Joining Stride Learning

Yesterday, I wrote about leaving Adaptavist. Today, I’m excited to write about joining Stride.

I got both my job at Adaptavist and my job at Stride through LinkedIn. For the former, a recruiter found me and reached out, and for the latter, I applied. What’s interesting about my applying to Stride is that I didn’t know I was.

They have a job board, but I didn’t find that. Rather, one night my guild leader on Guild Wars 2 was talking about his new job in edtech, and I thought, “Hey, I have backgrounds in both education and technology… why have I never looked for a job in edtech?” So I went to LinkedIn and searched for “edtech.” Then, I filtered for Easy Apply and remote, read a few job adverts that looked interesting, and clicked the button for one of them.

A week or so later, a recruiter called me and asked about my application. She said it was for Stride, which I had never heard of and wasn’t listed in the advert.

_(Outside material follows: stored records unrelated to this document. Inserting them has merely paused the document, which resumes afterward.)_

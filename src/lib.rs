// src/lib.rs

pub mod config;
pub mod error;
pub mod handlers;
pub mod models;
pub mod routes;
pub mod services;
pub mod state;
pub mod store;
pub mod utils;

pub use routes::create_router;
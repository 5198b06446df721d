// src/handlers/quiz.rs

use axum::{
    Extension, Json,
    extract::{
        Path, State,
        rejection::{JsonRejection, PathRejection},
    },
    http::StatusCode,
    response::IntoResponse,
};
use serde_json::json;
use validator::Validate;

use crate::{
    error::AppError,
    models::{
        question::{CreateQuestionRequest, NewQuestion},
        quiz::{CreateQuizRequest, NewQuiz, QuizView},
    },
    store::{AddQuestion, SharedStore},
    utils::{html::clean_html, jwt::Session},
};

/// Creates a quiz with no questions.
/// Instructor or admin only.
pub async fn create_quiz(
    State(store): State<SharedStore>,
    Extension(session): Extension<Session>,
    payload: Result<Json<CreateQuizRequest>, JsonRejection>,
) -> Result<impl IntoResponse, AppError> {
    session.require_author()?;

    let Json(payload) = payload?;
    payload.validate()?;

    let quiz = store
        .create_quiz(NewQuiz {
            course_id: payload.course_id,
            chapter_id: payload.chapter_id,
            lecture_id: payload.lecture_id,
            title: clean_html(&payload.title),
            topic: clean_html(&payload.topic),
            question_count: payload.question_count,
            question_type: payload.question_type,
            difficulty: payload.difficulty,
            created_by: session.user_id,
        })
        .await?;

    tracing::info!(quiz_id = quiz.id, course_id = %quiz.course_id, "Quiz created");

    Ok((
        StatusCode::CREATED,
        Json(json!({ "success": true, "quiz": quiz.into_view(true) })),
    ))
}

/// Retrieves a quiz with its ordered questions.
/// Answer keys are stripped for students.
pub async fn get_quiz(
    State(store): State<SharedStore>,
    Extension(session): Extension<Session>,
    id: Result<Path<i64>, PathRejection>,
) -> Result<impl IntoResponse, AppError> {
    let Path(id) = id?;

    let quiz = store
        .find_quiz(id)
        .await?
        .ok_or_else(|| AppError::NotFound(format!("Quiz {} not found", id)))?;

    Ok(Json(json!({
        "success": true,
        "quiz": quiz.into_view(session.role.sees_answer_keys()),
    })))
}

/// Lists the quizzes of a course.
pub async fn list_course_quizzes(
    State(store): State<SharedStore>,
    Extension(session): Extension<Session>,
    course_id: Result<Path<String>, PathRejection>,
) -> Result<impl IntoResponse, AppError> {
    let Path(course_id) = course_id?;
    let reveal = session.role.sees_answer_keys();
    let quizzes: Vec<QuizView> = store
        .list_quizzes_by_course(&course_id)
        .await?
        .into_iter()
        .map(|q| q.into_view(reveal))
        .collect();

    Ok(Json(json!({ "success": true, "quizzes": quizzes })))
}

/// Lists every quiz in the system.
/// Admin only.
pub async fn list_all_quizzes(
    State(store): State<SharedStore>,
    Extension(session): Extension<Session>,
) -> Result<impl IntoResponse, AppError> {
    if !session.role.can_list_all_quizzes() {
        return Err(AppError::Forbidden(
            "Only administrators can list all quizzes".to_string(),
        ));
    }

    let quizzes: Vec<QuizView> = store
        .list_quizzes()
        .await?
        .into_iter()
        .map(|q| q.into_view(true))
        .collect();

    Ok(Json(json!({ "success": true, "quizzes": quizzes })))
}

/// Appends a question to a quiz that has not been attempted yet.
/// Instructor or admin only.
pub async fn add_question(
    State(store): State<SharedStore>,
    Extension(session): Extension<Session>,
    id: Result<Path<i64>, PathRejection>,
    payload: Result<Json<CreateQuestionRequest>, JsonRejection>,
) -> Result<impl IntoResponse, AppError> {
    session.require_author()?;

    let Path(quiz_id) = id?;
    let Json(payload) = payload?;
    payload.validate()?;

    let outcome = store
        .add_question(
            quiz_id,
            NewQuestion {
                content: clean_html(&payload.content),
                options: payload.options,
                correct_answer: payload.correct_answer,
                order_index: payload.order_index,
            },
        )
        .await?;

    match outcome {
        AddQuestion::Added(question) => Ok((
            StatusCode::CREATED,
            Json(json!({ "success": true, "question": question.into_view(true) })),
        )),
        AddQuestion::QuizNotFound => {
            Err(AppError::NotFound(format!("Quiz {} not found", quiz_id)))
        }
        AddQuestion::QuizLocked => Err(AppError::BadRequest(
            "Quiz already has attempts and can no longer be changed".to_string(),
        )),
    }
}

/// Deletes a quiz along with its questions and attempts.
/// Instructor or admin only.
pub async fn delete_quiz(
    State(store): State<SharedStore>,
    Extension(session): Extension<Session>,
    id: Result<Path<i64>, PathRejection>,
) -> Result<impl IntoResponse, AppError> {
    session.require_author()?;

    let Path(id) = id?;

    if !store.delete_quiz(id).await? {
        return Err(AppError::NotFound(format!("Quiz {} not found", id)));
    }

    tracing::info!(quiz_id = id, deleted_by = %session.user_id, "Quiz deleted");

    Ok(Json(json!({ "success": true })))
}
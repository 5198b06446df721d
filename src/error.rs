// src/error.rs

use axum::{
    Json,
    extract::rejection::{JsonRejection, PathRejection, QueryRejection},
    http::StatusCode,
    response::{IntoResponse, Response},
};
use serde_json::json;
use std::fmt;

/// Global Application Error Enum.
/// Every failure a handler can produce ends up as one of these variants.
#[derive(Debug)]
pub enum AppError {
    // 500 Internal Server Error
    InternalServerError(String),

    // 400 Bad Request (missing or malformed input)
    BadRequest(String),

    // 401 Unauthorized (no usable caller identity)
    AuthError(String),

    // 403 Forbidden (identity known, action not allowed)
    Forbidden(String),

    // 404 Not Found
    NotFound(String),
}

impl AppError {
    pub fn status_code(&self) -> StatusCode {
        match self {
            AppError::InternalServerError(_) => StatusCode::INTERNAL_SERVER_ERROR,
            AppError::BadRequest(_) => StatusCode::BAD_REQUEST,
            AppError::AuthError(_) => StatusCode::UNAUTHORIZED,
            AppError::Forbidden(_) => StatusCode::FORBIDDEN,
            AppError::NotFound(_) => StatusCode::NOT_FOUND,
        }
    }
}

impl fmt::Display for AppError {
    fn fmt(&self, f: &mut fmt::Formatter<'_>) -> fmt::Result {
        match self {
            AppError::InternalServerError(msg) => write!(f, "internal error: {}", msg),
            AppError::BadRequest(msg) => write!(f, "bad request: {}", msg),
            AppError::AuthError(msg) => write!(f, "unauthorized: {}", msg),
            AppError::Forbidden(msg) => write!(f, "forbidden: {}", msg),
            AppError::NotFound(msg) => write!(f, "not found: {}", msg),
        }
    }
}

impl std::error::Error for AppError {}

/// Converts the error into the `{ success: false, error }` envelope.
/// Internal details are logged, never returned to the caller.
impl IntoResponse for AppError {
    fn into_response(self) -> Response {
        let status = self.status_code();
        let error_message = match self {
            AppError::InternalServerError(msg) => {
                tracing::error!("Internal Server Error: {}", msg);
                "Internal Server Error".to_string()
            }
            AppError::BadRequest(msg)
            | AppError::AuthError(msg)
            | AppError::Forbidden(msg)
            | AppError::NotFound(msg) => msg,
        };
        let body = Json(json!({
            "success": false,
            "error": error_message,
        }));

        (status, body).into_response()
    }
}

/// Allows using `?` on database queries.
impl From<sqlx::Error> for AppError {
    fn from(err: sqlx::Error) -> Self {
        AppError::InternalServerError(err.to_string())
    }
}

impl From<serde_json::Error> for AppError {
    fn from(err: serde_json::Error) -> Self {
        AppError::BadRequest(err.to_string())
    }
}

impl From<JsonRejection> for AppError {
    fn from(rejection: JsonRejection) -> Self {
        AppError::BadRequest(rejection.body_text())
    }
}

impl From<PathRejection> for AppError {
    fn from(rejection: PathRejection) -> Self {
        AppError::BadRequest(rejection.body_text())
    }
}

impl From<QueryRejection> for AppError {
    fn from(rejection: QueryRejection) -> Self {
        AppError::BadRequest(rejection.body_text())
    }
}

impl From<validator::ValidationErrors> for AppError {
    fn from(errors: validator::ValidationErrors) -> Self {
        AppError::BadRequest(errors.to_string())
    }
}
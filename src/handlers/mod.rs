// src/handlers/mod.rs

pub mod attempt;
pub mod quiz;
pub mod session;
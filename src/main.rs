// src/main.rs

use std::sync::Arc;
use std::time::Duration;

use dotenvy::dotenv;
use lms_quiz::config::Config;
use lms_quiz::routes;
use lms_quiz::state::AppState;
use lms_quiz::store::{MemoryQuizStore, PgQuizStore, SharedStore};
use sqlx::PgPool;
use sqlx::postgres::PgPoolOptions;
use tracing_subscriber::{EnvFilter, fmt, layer::SubscriberExt, util::SubscriberInitExt};

#[tokio::main]
async fn main() {
    // Load .env file (if present)
    dotenv().ok();

    // Load configuration from environment
    let config = Config::from_env();

    let file_appender = tracing_appender::rolling::daily(&config.log_dir, "quiz.log");
    let (non_blocking, _guard) = tracing_appender::non_blocking(file_appender);
    let env_filter = EnvFilter::new(&config.rust_log);
    let stdout_layer = fmt::layer().with_writer(std::io::stdout).with_target(false);
    let file_layer = fmt::layer().with_writer(non_blocking).with_ansi(false);

    // Initialize Tracing (Logging)
    tracing_subscriber::registry()
        .with(env_filter)
        .with(stdout_layer)
        .with(file_layer)
        .init();

    let store: SharedStore = match &config.database_url {
        Some(database_url) => {
            let pool = connect_with_retry(database_url).await;

            tracing::info!("Running migrations...");
            sqlx::migrate!("./migrations")
                .run(&pool)
                .await
                .expect("Failed to run database migrations");
            tracing::info!("Migrations applied successfully.");

            Arc::new(PgQuizStore::new(pool))
        }
        None => {
            tracing::warn!("DATABASE_URL is not set; quizzes are kept in memory and lost on exit");
            Arc::new(MemoryQuizStore::new())
        }
    };

    let addr = config.server_addr;
    let state = AppState::new(store, config);

    // Create the Axum application router
    let app = routes::create_router(state);

    tracing::info!("Listening on {}", addr);

    let listener = tokio::net::TcpListener::bind(addr)
        .await
        .expect("Failed to bind listening address");

    // Start the server
    axum::serve(listener, app)
        .with_graceful_shutdown(shutdown_signal())
        .await
        .expect("Server error");
}

/// Connects to Postgres, retrying while the database container starts up.
async fn connect_with_retry(database_url: &str) -> PgPool {
    let mut retry_count = 0;
    loop {
        match PgPoolOptions::new()
            .max_connections(5)
            .acquire_timeout(Duration::from_secs(3))
            .connect(database_url)
            .await
        {
            Ok(pool) => {
                tracing::info!("Database connected...");
                break pool;
            }
            Err(e) => {
                retry_count += 1;
                if retry_count > 5 {
                    panic!("Failed to connect to database after 5 retries: {}", e);
                }
                tracing::warn!(
                    "Database not ready, retrying in 2s... (Attempt {})",
                    retry_count
                );
                tokio::time::sleep(Duration::from_secs(2)).await;
            }
        }
    }
}

async fn shutdown_signal() {
    if let Err(e) = tokio::signal::ctrl_c().await {
        tracing::error!("Failed to listen for shutdown signal: {}", e);
        std::future::pending::<()>().await;
    }
    tracing::info!("Shutdown signal received");
}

I think this is interesting: as near as I can tell, she’s a contracted recruiter for Stride, and she takes the adverts from their job board, then posts them to LinkedIn with Easy Apply enabled. She reads through all of a candidate’s information (in my case, it’s not just my jobs but also my projects, volunteering, etc.), and then refers the best candidates to the hiring manager.

In retrospect, I am both incredibly grateful and incredibly horrified by this. I am so excited to join Stride, and the realization that I would have missed out on this job if not for the recruiter and her using Easy Apply is nearly heartbreaking.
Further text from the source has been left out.